The Walker, the artist, the Minneapolis Park and Recreation Board and Dakota elders are scheduled to meet Wednesday in a private meeting to talk about what to do next.

Walker Art Center executive director Olga Viso and Minneapolis Park and Recreation Board superintendent Jayne Miller issued a statement saying the extra time is needed to allow time for mediation.

"Dakota Elders leading the mediation process have respectfully asked that others who feel allied in this endeavor, but who are not Dakota, or whom may represent other communities across the state and region, to please be patient and respect the process that is currently underway. There is concern from all parties involved in the mediation process that preemptive actions in advance of these discussions would be counterproductive," according to an emailed statement Monday. The Walker declined further interviews.

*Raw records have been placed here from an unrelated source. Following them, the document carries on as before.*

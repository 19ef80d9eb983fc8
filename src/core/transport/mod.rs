//! Transport layer for reaching the device under test
//!
//! Supports:
//! - Serial ports (USB-Serial console of the device)
//! - Raw TCP connections (network console)
//!
//! Endpoints implement [`TransportTrait`]. [`BufferedTransport`] wraps one
//! endpoint with a background reader that drains incoming bytes into a
//! shared buffer.

mod buffered;
mod serial;
mod tcp;

pub use buffered::{BufferedTransport, ConnectionState};
pub use serial::{list_ports, SerialConfig, SerialTransport};
pub use tcp::{TcpConfig, TcpTransport};

use async_trait::async_trait;
use bytes::Bytes;
use serde::{Deserialize, Serialize};
use std::fmt;
use thiserror::Error;

/// Endpoint configuration
#[derive(Debug, Clone, Serialize, Deserialize)]
#[serde(tag = "kind", rename_all = "lowercase")]
pub enum Transport {
    /// Serial port connection
    Serial(SerialConfig),
    /// Raw TCP connection
    Tcp(TcpConfig),
}

impl Default for Transport {
    fn default() -> Self {
        Self::Serial(SerialConfig::default())
    }
}

/// Transport type identifier
#[derive(Debug, Clone, Copy, PartialEq, Eq, Hash)]
pub enum TransportType {
    /// Serial port
    Serial,
    /// Raw TCP
    Tcp,
    /// In-process simulated device
    Virtual,
}

impl fmt::Display for TransportType {
    fn fmt(&self, f: &mut fmt::Formatter<'_>) -> fmt::Result {
        match self {
            Self::Serial => write!(f, "Serial"),
            Self::Tcp => write!(f, "TCP"),
            Self::Virtual => write!(f, "Virtual"),
        }
    }
}

/// Transport error types
///
/// `NotConnected` and `Disconnected` are the connection errors of the
/// bench: the endpoint is unavailable or was closed mid-run.
#[derive(Error, Debug)]
pub enum TransportError {
    /// Connection failed
    #[error("Connection failed: {0}")]
    ConnectionFailed(String),

    /// Connection timeout
    #[error("Connection timeout after {0} seconds")]
    Timeout(u64),

    /// Port not found
    #[error("Port not found: {0}")]
    PortNotFound(String),

    /// Permission denied
    #[error("Permission denied: {0}")]
    PermissionDenied(String),

    /// Invalid configuration
    #[error("Invalid configuration: {0}")]
    InvalidConfiguration(String),

    /// I/O error
    #[error("I/O error: {0}")]
    IoError(#[from] std::io::Error),

    /// Transport is closed
    #[error("Not connected")]
    NotConnected,

    /// Peer closed the link
    #[error("Disconnected")]
    Disconnected,
}

impl TransportError {
    /// Whether the error means the link is gone for good.
    pub fn is_connection_loss(&self) -> bool {
        matches!(self, Self::NotConnected | Self::Disconnected)
    }
}

/// Transport statistics
#[derive(Debug, Clone, Default)]
pub struct TransportStats {
    /// Bytes sent
    pub bytes_sent: u64,
    /// Bytes received
    pub bytes_received: u64,
    /// Writes issued
    pub packets_sent: u64,
    /// Reads that returned data
    pub packets_received: u64,
    /// Read errors swallowed by the background reader
    pub errors: u64,
    /// Connection uptime in seconds
    pub uptime_secs: u64,
}

/// Byte-stream endpoint
#[async_trait]
pub trait TransportTrait: Send + Sync {
    /// Acquire the endpoint
    async fn connect(&mut self) -> Result<(), TransportError>;

    /// Release the endpoint
    async fn disconnect(&mut self) -> Result<(), TransportError>;

    /// Check if connected
    fn is_connected(&self) -> bool;

    /// Send data
    async fn send(&mut self, data: &[u8]) -> Result<usize, TransportError>;

    /// Receive data (non-blocking, returns immediately with available data)
    async fn receive(&mut self) -> Result<Bytes, TransportError>;

    /// Get transport type
    fn transport_type(&self) -> TransportType;

    /// Get connection info string
    fn connection_info(&self) -> String;

    /// Get statistics
    fn stats(&self) -> TransportStats;
}

/// Create an endpoint from configuration
pub fn create_transport(config: Transport) -> Box<dyn TransportTrait> {
    match config {
        Transport::Serial(cfg) => Box::new(SerialTransport::new(cfg)),
        Transport::Tcp(cfg) => Box::new(TcpTransport::new(cfg)),
    }
}

#[cfg(test)]
mod tests {
    use super::*;

    #[test]
    fn test_connection_loss_classification() {
        assert!(TransportError::NotConnected.is_connection_loss());
        assert!(TransportError::Disconnected.is_connection_loss());
        assert!(!TransportError::Timeout(3).is_connection_loss());
        let io = std::io::Error::new(std::io::ErrorKind::Other, "glitch");
        assert!(!TransportError::from(io).is_connection_loss());
    }

    #[test]
    fn test_create_transport_kinds() {
        let serial = create_transport(Transport::Serial(SerialConfig::new("/dev/ttyUSB0", 115200)));
        assert_eq!(serial.transport_type(), TransportType::Serial);
        assert!(!serial.is_connected());

        let tcp = create_transport(Transport::Tcp(TcpConfig::new("10.0.0.5", 23)));
        assert_eq!(tcp.transport_type(), TransportType::Tcp);
        assert_eq!(tcp.connection_info(), "10.0.0.5:23");
    }
}
/// Pulse counter device fed by a constant-rate signal on every input.
///
/// Understands the counter console subset:
/// `set counter <n> mode 1 key:value ...`, `set register <addr> value:<v>`
/// (1 = reset, 2 = start, 4 = stop on a control register) and
/// `show registers <start> <count>`, answered with run lines of up to ten
/// tab-separated values.
pub struct PulseCounter {
    rate: f64,
    counters: HashMap<u32, CounterChannel>,
    holding: HashMap<u32, i64>,
}

impl PulseCounter {
    /// Counter fed with `rate` pulses per second
    pub fn new(rate: f64) -> Self {
        Self {
            rate,
            counters: HashMap::new(),
            holding: HashMap::new(),
        }
    }

    /// Convenience: a [`VirtualDevice`] wrapping a fresh counter
    pub fn device(rate: f64) -> VirtualDevice {
        VirtualDevice::new("pulse-counter", Self::new(rate))
    }

    fn register_value(&self, address: u32, now: Instant) -> i64 {
        self.counters
            .values()
            .flat_map(|c| c.registers(self.rate, now))
            .find(|(reg, _)| *reg == address)
            .map(|(_, v)| v)
            .or_else(|| self.holding.get(&address).copied())
            .unwrap_or(0)
    }

    fn set_counter(&mut self, tokens: &[&str]) -> String {
        let Some(id) = tokens.get(2).and_then(|t| t.parse::<u32>().ok()) else {
            return "ERROR: counter id expected\r\n".into();
        };
        let options: HashMap<&str, &str> = tokens.iter().filter_map(|t| t.split_once(':')).collect();
        match CounterChannel::from_options(&options) {
            Some(channel) => {
                self.counters.insert(id, channel);
                format!("Counter {id} configured\r\n")
            }
            None => "ERROR: missing register mapping\r\n".into(),
        }
    }

    fn set_register(&mut self, tokens: &[&str], now: Instant) -> String {
        let address = tokens.get(2).and_then(|t| t.parse::<u32>().ok());
        let value = tokens
            .get(3)
            .and_then(|t| t.strip_prefix("value:"))
            .and_then(|v| v.parse::<i64>().ok());
        let (Some(address), Some(value)) = (address, value) else {
            return "ERROR: usage: set register <addr> value:<v>\r\n".into();
        };
        let rate = self.rate;
        match self.counters.values_mut().find(|c| c.ctrl_reg == address) {
            Some(counter) => counter.control(value, rate, now),
            None => {
                self.holding.insert(address, value);
            }
        }
        format!("Reg[{address}] = {value}\r\n")
    }

    fn show_registers(&self, tokens: &[&str], now: Instant) -> String {
        let start = tokens.get(2).and_then(|t| t.parse::<u32>().ok()).unwrap_or(0);
        let count = tokens.get(3).and_then(|t| t.parse::<u32>().ok()).unwrap_or(32);
        let mut out = String::from("\r\n=== HOLDING REGISTERS ===\r\n");
        let stop = start.saturating_add(count);
        let mut base = start;
        while base < stop {
            let end = base.saturating_add(10).min(stop);
            let values: Vec<String> = (base..end)
                .map(|a| self.register_value(a, now).to_string())
                .collect();
            out.push_str(&format!("{base}: {}\r\n", values.join("\t")));
            base = end;
        }
        out
    }
}

impl DeviceModel for PulseCounter {
    fn handle(&mut self, line: &str, now: Instant) -> Option<DeviceReply> {
        let tokens: Vec<&str> = line.split_whitespace().collect();
        let text = match tokens.as_slice() {
            ["set", "counter", ..] => self.set_counter(&tokens),
            ["set", "register", ..] => self.set_register(&tokens, now),
            ["show", "registers", ..] => self.show_registers(&tokens, now),
            _ => format!("Unknown command: {line}\r\n"),
        };
        Some(DeviceReply::after(text, REPLY_LATENCY))
    }
}

#[cfg(test)]
mod tests {
    use super::*;

    const CONFIG: &str = "set counter 1 mode 1 hw-mode:hw edge:rising direction:up hw-gpio:19 \
        prescaler:1 bit-width:32 index-reg:100 raw-reg:110 freq-reg:120 overload-reg:130 ctrl-reg:140";

    #[tokio::test(start_paused = true)]
    async fn test_delayed_reply_becomes_readable_later() {
        let mut device = VirtualDevice::from_fn(|_| {
            Some(DeviceReply::after("late\r\n", Duration::from_millis(300)))
        });
        device.connect().await.unwrap();
        device.send(b"anything\r\n").await.unwrap();

        assert!(device.receive().await.unwrap().is_empty());
        tokio::time::sleep(Duration::from_millis(300)).await;
        assert_eq!(&device.receive().await.unwrap()[..], b"late\r\n");
    }

    #[tokio::test]
    async fn test_lines_split_across_writes() {
        let mut device = VirtualDevice::from_fn(|_| None);
        let link = device.link();
        device.connect().await.unwrap();
        device.send(b"show reg").await.unwrap();
        device.send(b"isters 100 4\r\nhelp\n").await.unwrap();
        assert_eq!(link.sent_lines(), vec!["show registers 100 4", "help"]);
    }

    #[tokio::test(start_paused = true)]
    async fn test_pulse_counter_counts_while_running() {
        let mut counter = PulseCounter::new(5000.0);
        let t0 = Instant::now();
        counter.handle(CONFIG, t0);
        counter.handle("set register 140 value:2", t0);

        let later = t0 + Duration::from_secs(10);
        let reply = counter.handle("show registers 100 40", later).unwrap();
        assert!(reply.text.contains("100: 50000\t"));
        assert!(reply.text.contains("120: 5000\t"));

        counter.handle("set register 140 value:4", later);
        let much_later = later + Duration::from_secs(5);
        let reply = counter.handle("show registers 100 1", much_later).unwrap();
        assert!(reply.text.contains("100: 50000\r\n"));
    }

    #[tokio::test(start_paused = true)]
    async fn test_pulse_counter_wraps_at_bit_width() {
        let mut counter = PulseCounter::new(5000.0);
        let t0 = Instant::now();
        counter.handle(&CONFIG.replace("bit-width:32", "bit-width:16"), t0);
        counter.handle("set register 140 value:2", t0);

        let reply = counter
            .handle("show registers 100 40", t0 + Duration::from_secs(15))
            .unwrap();
        assert!(reply.text.contains("100: 9464\t"));
        assert!(reply.text.contains("130: 1\t"));
    }

    #[tokio::test(start_paused = true)]
    async fn test_dump_at_top_of_address_space() {
        let mut counter = PulseCounter::new(5000.0);
        let now = Instant::now();
        let reply = counter.handle("show registers 4294967290 40", now).unwrap();
        assert!(reply.text.contains("4294967290: 0\t0\t0\t0\t0\r\n"));
        let reply = counter.handle("show registers 4294967295 40", now).unwrap();
        assert!(reply.text.ends_with("=== HOLDING REGISTERS ===\r\n"));
    }
}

Before the meeting with the Walker and Park Board, Dakota elders will hold a meeting Tuesday night to include more of the Dakota community in the discussion. That discussion, at All My Relations Gallery in Minneapolis, is "only the first of many meetings to help create a process of healing and to help educate through Dakota truth-telling of our own history," according to a statement from Dakota elders that the Walker and Park Board included in the Monday email.

The Walker said over the weekend the artist and the museum are open to dismantling and removing the work. But artist Sam Durant did not specifically address that in a statement posted to the Walker's web site Monday afternoon. Durant said he made a "grave miscalculation" in how the work would be received and apologized for not consulting with the Dakota community.

"My work was created with the idea of creating a zone of discomfort for whites; your protests have now created a zone of discomfort for me," the letter said. "In my attempt to raise awareness I have learned something profound, and I thank you for that. Can this be a learning experience for all of us, the Walker, other institutions and artists and larger society?"